Christine Hallquist has been campaigning to become the Democrats’ nominee in November

What to Know

  • Christine Hallquist is one of four Democrats seeking the gubernatorial nomination in Vermont.
  • If elected, Hallquist would become the nation's first transgender governor.
  • The winner of Tuesday's Vermont Democratic primary will face either incumbent Republican Gov. Phil Scott or GOP challenger Keith Stern.

One of the most closely-watched races in Tuesday’s Vermont Primary was between the Democrats who want their party’s nomination for governor in November, and one candidate, in particular, received considerable national attention for what her candidacy could mean for the LGBT movement.

“The pride is in the campaign team,” Christine Hallquist said of her campaign after casting a ballot for herself in Hyde Park Tuesday morning.

Hallquist is running for Vermont governor, and crisscrossed the state on Tuesday’s primary day, thanking voters and meeting with candidates in local races.

Hallquist is a Democrat, an engineer, the former head of an electric utility, and just happens to be a transgender woman.

“It’s part of us expanding our moral compass,” she said of her place in the race.

Hallquist’s opponents in the race for the party nomination reflected a range of experiences: a prominent environmental advocate in James Ehlers, an educator and single mom in Brenda Siegel, Sen. John Rodgers, D-Essex & Orleans County, who is waging a write-in campaign, and even a 14-year-old student in Ethan Sonneborn.

The Hallquist run, in particular, has drawn a lot of media attention nationally, because she has a shot at becoming the country’s first-ever transgender governor.

“I may be the first, but it’s about the second, the third, and the fourth,” Hallquist told NBC 10 Boston Tuesday.

On the trail, the candidate tells voters she wants to combat climate change and grow Vermont’s rural economy, like through expanding broadband to un-served areas.
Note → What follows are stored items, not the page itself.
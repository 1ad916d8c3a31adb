//! Aggregator/Reshaper: long measurement rows to one wide row per (date, country, city).
//!
//! Repeated readings of the same species on the same day are collapsed to the mean
//! of their medians. Each distinct species then becomes its own column.

use crate::error::PipelineError;
use crate::types::columns::{
    raw, CALENDAR_PARTS, CITY, COUNTRY, DATE, DAY, MEDIAN, MONTH, SPECIE, WIDE_KEYS, YEAR,
};
use crate::utils::{has_column, normalize_name_expr};
use log::{info, warn};
use polars::prelude::*;
use std::collections::BTreeSet;

const REQUIRED: [&str; 5] = [raw::DATE, raw::COUNTRY, raw::CITY, raw::SPECIE, raw::MEDIAN];
const DATE_FORMAT: &str = "%Y-%m-%d";

/// Mean of `median` per (date, country, city, specie), with normalized keys.
///
/// Columns other than the keys and `median` (variance, min, max, count) are dropped.
/// Rows whose date cannot be parsed or whose keys are missing do not contribute.
pub fn aggregate_medians(long: &DataFrame) -> Result<DataFrame, PipelineError> {
    if let Some(missing) = REQUIRED.iter().find(|name| !has_column(long, name)) {
        return Err(PipelineError::MissingColumn(missing.to_string()));
    }

    let aggregated = long
        .clone()
        .lazy()
        .select([
            col(raw::DATE)
                .cast(DataType::String)
                .str()
                .strip_chars(lit(NULL))
                .str()
                .to_date(StrptimeOptions {
                    format: Some(DATE_FORMAT.into()),
                    strict: false,
                    ..Default::default()
                })
                .alias(DATE),
            col(raw::COUNTRY)
                .cast(DataType::String)
                .str()
                .strip_chars(lit(NULL))
                .alias(COUNTRY),
            normalize_name_expr(col(raw::CITY)).alias(CITY),
            normalize_name_expr(col(raw::SPECIE)).alias(SPECIE),
            col(raw::MEDIAN).cast(DataType::Float64).alias(MEDIAN),
        ])
        .filter(
            col(DATE)
                .is_not_null()
                .and(col(COUNTRY).is_not_null())
                .and(col(CITY).is_not_null())
                .and(col(SPECIE).is_not_null())
                .and(col(SPECIE).neq(lit(""))),
        )
        .group_by([col(DATE), col(COUNTRY), col(CITY), col(SPECIE)])
        .agg([col(MEDIAN).mean()])
        .collect()?;

    Ok(aggregated)
}

/// Distinct species of an aggregated table, sorted. Names that would clash with a
/// key or calendar column are left out.
fn species_columns(aggregated: &DataFrame) -> PolarsResult<Vec<String>> {
    let distinct: BTreeSet<&str> = aggregated
        .column(SPECIE)?
        .str()?
        .into_iter()
        .flatten()
        .collect();

    Ok(distinct
        .into_iter()
        .filter(|specie| {
            let clashes = WIDE_KEYS.contains(specie) || CALENDAR_PARTS.contains(specie);
            if clashes {
                warn!("Ignoring species '{}': name is reserved for a key column", specie);
            }
            !clashes
        })
        .map(str::to_string)
        .collect())
}

/// Builds the wide table: `date, country, city, year, month, day, <species...>`.
///
/// `date` is an ISO `YYYY-MM-DD` string; the calendar parts are Int32. Species
/// missing for a date and city are null. Rows are sorted by date, country, city.
pub fn aggregate_and_pivot(long: &DataFrame) -> Result<DataFrame, PipelineError> {
    let aggregated = aggregate_medians(long)?;
    let species = species_columns(&aggregated)?;

    let per_species: Vec<Expr> = species
        .iter()
        .map(|specie| {
            col(MEDIAN)
                .filter(col(SPECIE).eq(lit(specie.as_str())))
                .first()
                .alias(specie.as_str())
        })
        .collect();

    let output_order: Vec<Expr> = WIDE_KEYS
        .iter()
        .chain(CALENDAR_PARTS.iter())
        .map(|name| col(*name))
        .chain(species.iter().map(|specie| col(specie.as_str())))
        .collect();

    let wide = aggregated
        .lazy()
        .group_by_stable([col(DATE), col(COUNTRY), col(CITY)])
        .agg(per_species)
        .with_columns([
            col(DATE).dt().year().cast(DataType::Int32).alias(YEAR),
            col(DATE).dt().month().cast(DataType::Int32).alias(MONTH),
            col(DATE).dt().day().cast(DataType::Int32).alias(DAY),
        ])
        .sort_by_exprs(
            [col(DATE), col(COUNTRY), col(CITY)],
            SortMultipleOptions::default(),
        )
        .with_column(col(DATE).dt().to_string(DATE_FORMAT).alias(DATE))
        .select(output_order)
        .collect()?;

    info!(
        "Reshaped {} long rows into {} wide rows with {} species columns",
        long.height(),
        wide.height(),
        species.len()
    );
    Ok(wide)
}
“[Gender] identity doesn’t come up,” Hallquist said. “It’s about, ‘What are you going to do for Vermont?’ They’re worried about their jobs and can their children live here and get jobs?”

Keith Goslant of the LGBTQIA Alliance of Vermont said Hallquist’s presence in the race is a big milestone.

“She’s a candidate who has been treated as any other candidate,” the longtime civil rights advocate said. “I think any time someone from an underrepresented community steps forward, that’s increased visibility, that’s us moving forward with social change.”

Hallquist said she already conquered one mountain in showing the world her authentic self, adding that she is now ready for the next climb—in the political world.

The winner of the Vermont Democratic primary will face either incumbent Republican Gov. Phil Scott or GOP challenger Keith Stern.

Scott is seeking his second term, in a state that has been known to stick with incumbents.